Equo appunti per la formazione

E se finisse il cotone?

Da un articolo di Marinella Correggia su Il Manifesto del 25 settembre 2010

Allarme cotone. Tre dei quattro maggiori produttori mondiali – Cina, Usa, India e Pakistan forniscono il 70% del totale – sono funestati da rovesci climatici. Molti campi in Pakistan sono azzerati dalle alluvioni. La Cina (che è anche la principale consumatrice mondiale in quanto «fabbrica del mondo») è colpita dalla siccità. Quanto all’India (la principale esportatrice mondiale), il suo cotone è minacciato da una stagione monsonica insolitamente lunga; del resto il paese già in passato ha annunciato una riduzione delle esportazioni per evitare carenze di materia prima all’interno. A queste circostanze si aggiunge l‘aumento del consumo di fibre tessili: una combinazione di fattori ambientali ed economici sta portando a una certa penuria internazionale di questa fibra data per scontata.
Se ne è parlato perfino alla Fiera della moda a Londra ed è un fatto nuovo perché gli stilisti non si sono mai interessati granché dei campi e dei lavoratori che coltivano le fibre da essi utilizzate. Né si sono mai preoccupati della concorrenza slealissima che il pubblicamente sovvenzionato cotone statunitense esercita nei confronti dei cotonicoltori africani, privi di qualunque aiuto pubblico.

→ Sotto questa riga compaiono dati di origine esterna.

//! `[views]` section configuration.

use std::path::PathBuf;

use super::defaults;
use crate::template::TemplateOptions;
use educe::Educe;
use serde::{Deserialize, Serialize};

/// `[views]` section in tessera.toml - view lookup and rendering.
///
/// # Example
/// ```toml
/// [views]
/// root = "Views"                 # physical fallback directory
/// extension = ".liquid"
/// locations = ["/{area}/{controller}/{name}.liquid", "/Shared/{name}.liquid"]
/// partials = ["/Partials/{name}.liquid", "/Shared/Partials/{name}.liquid"]
/// max_widget_depth = 16
/// max_range = 10000
/// home_page = "about"
/// ```
#[derive(Debug, Clone, Educe, Serialize, Deserialize)]
#[educe(Default)]
#[serde(deny_unknown_fields)]
pub struct ViewsConfig {
    /// Directory served when no stored page matches a path.
    #[serde(default = "defaults::views::root")]
    #[educe(Default = defaults::views::root())]
    pub root: PathBuf,

    #[serde(default = "defaults::views::extension")]
    #[educe(Default = defaults::views::extension())]
    pub extension: String,

    /// Ordered path formats. `{name}`, `{controller}` and `{area}` are substituted.
    #[serde(default = "defaults::views::locations")]
    #[educe(Default = defaults::views::locations())]
    pub locations: Vec<String>,

    /// Ordered path formats for `{% include %}` names. Only `{name}` is substituted.
    #[serde(default = "defaults::views::partials")]
    #[educe(Default = defaults::views::partials())]
    pub partials: Vec<String>,

    #[serde(default = "defaults::views::max_widget_depth")]
    #[educe(Default = defaults::views::max_widget_depth())]
    pub max_widget_depth: usize,

    /// Largest literal `(a..b)` range a template may contain.
    #[serde(default = "defaults::views::max_range")]
    #[educe(Default = defaults::views::max_range())]
    pub max_range: u64,

    /// Page rendered at `GET /`.
    #[serde(default = "defaults::views::home_page")]
    #[educe(Default = defaults::views::home_page())]
    pub home_page: String,
}

impl ViewsConfig {
    pub fn template_options(&self) -> TemplateOptions {
        TemplateOptions {
            max_widget_depth: self.max_widget_depth,
            max_range: self.max_range,
        }
    }
}

#[cfg(test)]
mod tests {
    use super::super::AppConfig;
    use std::path::PathBuf;

    #[test]
    fn test_views_config_defaults() {
        let config: AppConfig = toml::from_str("").unwrap();

        assert_eq!(config.views.root, PathBuf::from("Views"));
        assert_eq!(config.views.extension, ".liquid");
        assert_eq!(
            config.views.locations,
            vec!["/{controller}/{name}.liquid", "/Shared/{name}.liquid"]
        );
        assert_eq!(
            config.views.partials,
            vec!["/Partials/{name}.liquid", "/Shared/Partials/{name}.liquid"]
        );
        assert_eq!(config.views.max_widget_depth, 16);
        assert_eq!(config.views.max_range, 10_000);
        assert_eq!(config.views.home_page, "about");
    }

    #[test]
    fn test_views_config_override() {
        let config = r#"
            [views]
            root = "templates"
            locations = ["/{area}/{name}.liquid"]
            partials = ["/Snippets/{name}.liquid"]
            max_widget_depth = 4
        "#;
        let config: AppConfig = toml::from_str(config).unwrap();

        assert_eq!(config.views.root, PathBuf::from("templates"));
        assert_eq!(config.views.locations, vec!["/{area}/{name}.liquid"]);
        assert_eq!(config.views.partials, vec!["/Snippets/{name}.liquid"]);
        assert_eq!(config.views.max_widget_depth, 4);
        assert_eq!(config.views.template_options().max_widget_depth, 4);
        assert_eq!(config.views.extension, ".liquid");
    }
}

Lo spettro della scarsità dovrebbe far riflettere. Forse è finita l’epoca dell’abbigliamento usa e getta, economico – quando non si aggiunge la «cresta» della firma – e subito rottamato per i continui cambiamenti di forma e colore dettati dalla «moda».

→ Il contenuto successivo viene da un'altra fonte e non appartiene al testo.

//! File system watcher for the physical views directory.
//!
//! Edits under `[views].root` are mapped back to virtual view paths and
//! signalled on the change bus, so fallback views are live-edited the same
//! way stored pages are.
//!
//! # Architecture
//!
//! ```text
//! ┌──────────┐    ┌──────────┐    ┌────────────────────────────────────┐
//! │ notify   │───▶│ Debouncer│───▶│ handle_changes()                   │
//! │ events   │    │ (300ms)  │    │  Views/Shared/Foo.liquid           │
//! └──────────┘    └──────────┘    │    ──► "/Shared/Foo.liquid"        │
//!                                 │    ──► bus.signal("/shared/foo")   │
//!                                 └────────────────────────────────────┘
//! ```

use crate::{
    log,
    logger::WatchStatus,
    signal::ChangeBus,
    view::{PhysicalProvider, normalize, path::has_extension},
};
use anyhow::{Context, Result};
use notify::{Event, EventKind, RecursiveMode, Watcher};
use rustc_hash::FxHashSet;
use std::{
    path::{Path, PathBuf},
    time::{Duration, Instant},
};
use walkdir::WalkDir;

const DEBOUNCE_MS: u64 = 300;

/// Check if path is a temp/backup file (editor artifacts).
fn is_temp_file(path: &Path) -> bool {
    let name = path.file_name().and_then(|n| n.to_str()).unwrap_or("");
    let ext = path.extension().and_then(|e| e.to_str()).unwrap_or("");

    matches!(ext, "bck" | "bak" | "backup" | "swp" | "swo" | "tmp")
        || name.ends_with('~')
        || name.starts_with('.')
}

/// Batches rapid file events.
struct Debouncer {
    pending: FxHashSet<PathBuf>,
    last_event: Option<Instant>,
}

impl Debouncer {
    fn new() -> Self {
        Self {
            pending: FxHashSet::default(),
            last_event: None,
        }
    }

    fn add(&mut self, event: Event) {
        for path in event.paths {
            if !is_temp_file(&path) {
                self.pending.insert(path);
            }
        }
        self.last_event = Some(Instant::now());
    }

    fn ready(&self) -> bool {
        !self.pending.is_empty()
            && self
                .last_event
                .is_some_and(|t| t.elapsed() >= Duration::from_millis(DEBOUNCE_MS))
    }

    fn take(&mut self) -> Vec<PathBuf> {
        self.last_event = None;
        self.pending.drain().collect()
    }

    fn timeout(&self) -> Duration {
        if self.pending.is_empty() {
            Duration::from_secs(60)
        } else {
            Duration::from_millis(DEBOUNCE_MS)
        }
    }
}

/// Signal every view path touched by `paths`. Returns the normalized paths
/// signalled, sorted.
fn handle_changes(
    paths: &[PathBuf],
    views: &PhysicalProvider,
    extension: &str,
    bus: &ChangeBus,
) -> Vec<String> {
    let mut normalized: Vec<String> = paths
        .iter()
        .filter_map(|path| views.virtual_path(path))
        .filter(|virtual_path| has_extension(virtual_path, extension))
        .map(|virtual_path| normalize(&virtual_path, extension))
        .collect::<FxHashSet<_>>()
        .into_iter()
        .collect();
    normalized.sort_unstable();

    for path in &normalized {
        let fired = bus.signal(path);
        if fired > 0 {
            log!("watch"; "{} changed, {} cached view(s) dropped", path, fired);
        }
    }
    normalized
}

/// Number of view files currently under `root`.
fn count_views(root: &Path, extension: &str) -> usize {
    WalkDir::new(root)
        .into_iter()
        .filter_map(Result::ok)
        .filter(|entry| entry.file_type().is_file())
        .filter(|entry| {
            entry
                .file_name()
                .to_str()
                .is_some_and(|name| has_extension(name, extension))
        })
        .count()
}

const fn is_relevant(event: &Event) -> bool {
    matches!(
        event.kind,
        EventKind::Modify(_) | EventKind::Create(_) | EventKind::Remove(_)
    )
}

/// Watch `root` until the event channel closes.
pub fn watch_views_blocking(root: &Path, extension: &str, bus: &ChangeBus) -> Result<()> {
    if !root.is_dir() {
        log!("watch"; "{} does not exist, not watching", root.display());
        return Ok(());
    }

    let (tx, rx) = std::sync::mpsc::channel();
    let mut watcher = notify::recommended_watcher(tx).context("Failed to create file watcher")?;
    watcher
        .watch(root, RecursiveMode::Recursive)
        .with_context(|| format!("Failed to watch views: {}", root.display()))?;
    log!("watch"; "{}/ ({} views)", root.display(), count_views(root, extension));

    let views = PhysicalProvider::new(root);
    let mut debouncer = Debouncer::new();
    let mut status = WatchStatus::new();

    loop {
        match rx.recv_timeout(debouncer.timeout()) {
            Ok(Ok(event)) if is_relevant(&event) => debouncer.add(event),
            Ok(Err(e)) => status.error("watch error", &e.to_string()),
            Err(std::sync::mpsc::RecvTimeoutError::Timeout) if debouncer.ready() => {
                let signalled = handle_changes(&debouncer.take(), &views, extension, bus);
                if !signalled.is_empty() {
                    status.success(&format!("reloaded: {}", signalled.join(", ")));
                }
            }
            Err(std::sync::mpsc::RecvTimeoutError::Disconnected) => break,
            // Other cases: irrelevant events, timeout without ready, etc.
            _ => {}
        }
    }

    Ok(())
}

#[cfg(test)]
mod tests {
    use super::*;
    use crate::view::VIEW_EXTENSION;
    use std::sync::Arc;
    use std::sync::atomic::{AtomicUsize, Ordering};
    use tempfile::TempDir;

    #[test]
    fn test_is_temp_file() {
        assert!(is_temp_file(Path::new("Views/Foo.liquid.swp")));
        assert!(is_temp_file(Path::new("Views/Foo.liquid~")));
        assert!(is_temp_file(Path::new("Views/.Foo.liquid")));
        assert!(!is_temp_file(Path::new("Views/Foo.liquid")));
    }

    #[test]
    fn test_handle_changes_signals_normalized_paths() {
        let root = PathBuf::from("/srv/Views");
        let views = PhysicalProvider::new(&root);
        let bus = ChangeBus::new();

        let fired = Arc::new(AtomicUsize::new(0));
        let f = Arc::clone(&fired);
        bus.get_token("/shared/foo").register(move || {
            f.fetch_add(1, Ordering::SeqCst);
        });

        let paths = vec![
            root.join("Shared/Foo.liquid"),
            root.join("shared/foo.LIQUID"),
            root.join("Home/notes.txt"),
            PathBuf::from("/elsewhere/Bar.liquid"),
        ];
        let signalled = handle_changes(&paths, &views, VIEW_EXTENSION, &bus);

        assert_eq!(signalled, vec!["/shared/foo"]);
        assert_eq!(fired.load(Ordering::SeqCst), 1);
    }

    #[test]
    fn test_debouncer_batches_until_quiet() {
        let mut debouncer = Debouncer::new();
        assert!(!debouncer.ready());
        assert_eq!(debouncer.timeout(), Duration::from_secs(60));

        let event = Event::new(EventKind::Create(notify::event::CreateKind::File))
            .add_path(PathBuf::from("Views/Foo.liquid"))
            .add_path(PathBuf::from("Views/Foo.liquid.swp"));
        debouncer.add(event);
        assert!(!debouncer.ready());
        assert_eq!(debouncer.timeout(), Duration::from_millis(DEBOUNCE_MS));

        debouncer.last_event = Some(Instant::now() - Duration::from_millis(DEBOUNCE_MS + 1));
        assert!(debouncer.ready());
        assert_eq!(debouncer.take(), vec![PathBuf::from("Views/Foo.liquid")]);
        assert!(!debouncer.ready());
    }

    #[test]
    fn test_count_views() {
        let dir = TempDir::new().unwrap();
        std::fs::create_dir_all(dir.path().join("Shared")).unwrap();
        std::fs::write(dir.path().join("Shared/Foo.liquid"), "x").unwrap();
        std::fs::write(dir.path().join("Index.liquid"), "x").unwrap();
        std::fs::write(dir.path().join("readme.md"), "x").unwrap();
        assert_eq!(count_views(dir.path(), VIEW_EXTENSION), 2);
    }
}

Gli abiti sono a buon mercato sia per le scarse paghe dei lavoratori tessili del Sud del mondo, sia per il basso prezzo della materia primache nasconde elevati costi ambientali e sociali. Il cotone ha in effetti virtù e difetti. È chiamato da un economista francese «il maiale della botanica», nel senso che della pianta si usa tutto, anche i semi per farne olio. Se coltivato in modo appropriato e su scala minore potrebbe essere davvero utile. Ma attualmente è una commodity internazionale a basso prezzo dalla quale spesso milioni di piccoli coltivatori del sud del mondo ricavano solo debiti con i venditori di semi e pesticidi – sono cotonicoltori molti dei contadini indiani che si tolgono la vita. Del resto la coltura richiede un elevato impiego di acqua e sostanze nutritive ed è molto sensibile ai parassiti (dunque è abbondantemente irrorata di pesticidi). In Uzbekistan, poi, è notorio il cotone è tuttora raccolto da lavoro infantile coatto.

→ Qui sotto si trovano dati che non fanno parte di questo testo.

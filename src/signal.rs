//! Path-keyed, single-shot change notification.
//!
//! A [`ChangeBus`] hands out one live [`ChangeToken`] per path. Firing a path
//! runs every callback registered on its current token exactly once, then
//! installs a fresh token so later subscribers wait for the *next* change.
//!
//! ```text
//! get_token("/home/index") ──► token#1 ◄── register(cb_a), register(cb_b)
//! signal("/home/index")    ──► token#1 fires: cb_a(), cb_b()
//!                              token#2 installed (empty waiter set)
//! ```

use std::fmt;
use std::sync::Arc;
use std::sync::atomic::{AtomicU64, Ordering};

use parking_lot::Mutex;
use rustc_hash::FxHashMap;

/// Callback run when a token fires.
pub type ChangeCallback = Box<dyn FnOnce() + Send + 'static>;

static NEXT_TOKEN_ID: AtomicU64 = AtomicU64::new(1);

// =============================================================================
// ChangeToken
// =============================================================================

/// Single-fire change handle.
///
/// All clones of the `Arc<ChangeToken>` handed out for one generation of a
/// path share the same waiter set.
pub struct ChangeToken {
    id: u64,
    state: Mutex<TokenState>,
}

#[derive(Default)]
struct TokenState {
    fired: bool,
    waiters: Vec<ChangeCallback>,
}

impl ChangeToken {
    fn new() -> Self {
        Self {
            id: NEXT_TOKEN_ID.fetch_add(1, Ordering::Relaxed),
            state: Mutex::new(TokenState::default()),
        }
    }

    /// Process-unique identity of this token generation.
    pub fn id(&self) -> u64 {
        self.id
    }

    /// Whether this token has already fired.
    pub fn has_changed(&self) -> bool {
        self.state.lock().fired
    }

    /// Register a callback for the next firing.
    ///
    /// Registering on a token that already fired runs the callback
    /// immediately, so a subscriber racing a signal is never missed.
    pub fn register(&self, callback: impl FnOnce() + Send + 'static) {
        let mut state = self.state.lock();
        if state.fired {
            drop(state);
            callback();
            return;
        }
        state.waiters.push(Box::new(callback));
    }

    /// Fire the token. Returns the number of callbacks run.
    ///
    /// The waiter set is swapped out under the lock and callbacks run after
    /// it is released, so a callback may safely touch the bus again.
    fn fire(&self) -> usize {
        let waiters = {
            let mut state = self.state.lock();
            if state.fired {
                return 0;
            }
            state.fired = true;
            std::mem::take(&mut state.waiters)
        };

        let count = waiters.len();
        for callback in waiters {
            callback();
        }
        count
    }
}

impl fmt::Debug for ChangeToken {
    fn fmt(&self, f: &mut fmt::Formatter<'_>) -> fmt::Result {
        let state = self.state.lock();
        f.debug_struct("ChangeToken")
            .field("id", &self.id)
            .field("fired", &state.fired)
            .field("waiters", &state.waiters.len())
            .finish()
    }
}

// =============================================================================
// ChangeBus
// =============================================================================

/// Registry of live tokens keyed by path.
#[derive(Default)]
pub struct ChangeBus {
    tokens: Mutex<FxHashMap<String, Arc<ChangeToken>>>,
}

impl ChangeBus {
    pub fn new() -> Self {
        Self::default()
    }

    /// Current live token for `path`, created on first request.
    pub fn get_token(&self, path: &str) -> Arc<ChangeToken> {
        let mut tokens = self.tokens.lock();
        if let Some(token) = tokens.get(path) {
            return Arc::clone(token);
        }
        let token = Arc::new(ChangeToken::new());
        tokens.insert(path.to_owned(), Arc::clone(&token));
        token
    }

    /// Fire the current token for `path` and install a fresh one.
    ///
    /// A path nobody asked a token for is a no-op. Returns the number of
    /// callbacks run. Every callback has completed when this returns.
    pub fn signal(&self, path: &str) -> usize {
        let previous = {
            let mut tokens = self.tokens.lock();
            match tokens.get_mut(path) {
                Some(slot) => std::mem::replace(slot, Arc::new(ChangeToken::new())),
                None => return 0,
            }
        };
        previous.fire()
    }

    /// Number of paths with a live token.
    pub fn len(&self) -> usize {
        self.tokens.lock().len()
    }
}

impl fmt::Debug for ChangeBus {
    fn fmt(&self, f: &mut fmt::Formatter<'_>) -> fmt::Result {
        f.debug_struct("ChangeBus")
            .field("paths", &self.tokens.lock().len())
            .finish()
    }
}

// =============================================================================
// Tests
// =============================================================================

Invece, nel cotone biologico ed equo la formazione del prezzo e addirittura l’ideazione delle collezioni parte dalla garanzia di un reddito sufficiente per i produttori e dall’individuazione di modi di coltivare sostenibili. Nel mercato convenzionale è il contrario: si cerca e si trova la fibra più a buon mercato. Una camicia di cotone bioequo di qualità contiene fino a 500 grammi di fibra, rispetto ai soli 50 di una maglietta ordinaria che contiene prodotti di finitura e colori chimici, talvolta così mefitici da essere in grado di inquinare le acque di intere città «tessili». La qualità ecoequa costa (parecchio) di più e dura di più: diversi anni anziché qualche lavaggio. Rimane in gran parte da esplorare anzi da riscoprire il mondo delle fibre tessili vegetali alternative al cotone: il «lino di Nuova Zelanda» (Phormium tenax) che è una pianta perenne – non annuale – e produce una fibra di alta qualità risparmiando acqua, degrado dei suoli e input chimici. E l’eterna canapa.
In ogni caso occorrerà che la moda universale cambi: meno abiti (dunque meno fibre), più durevoli e senza sfruttamento.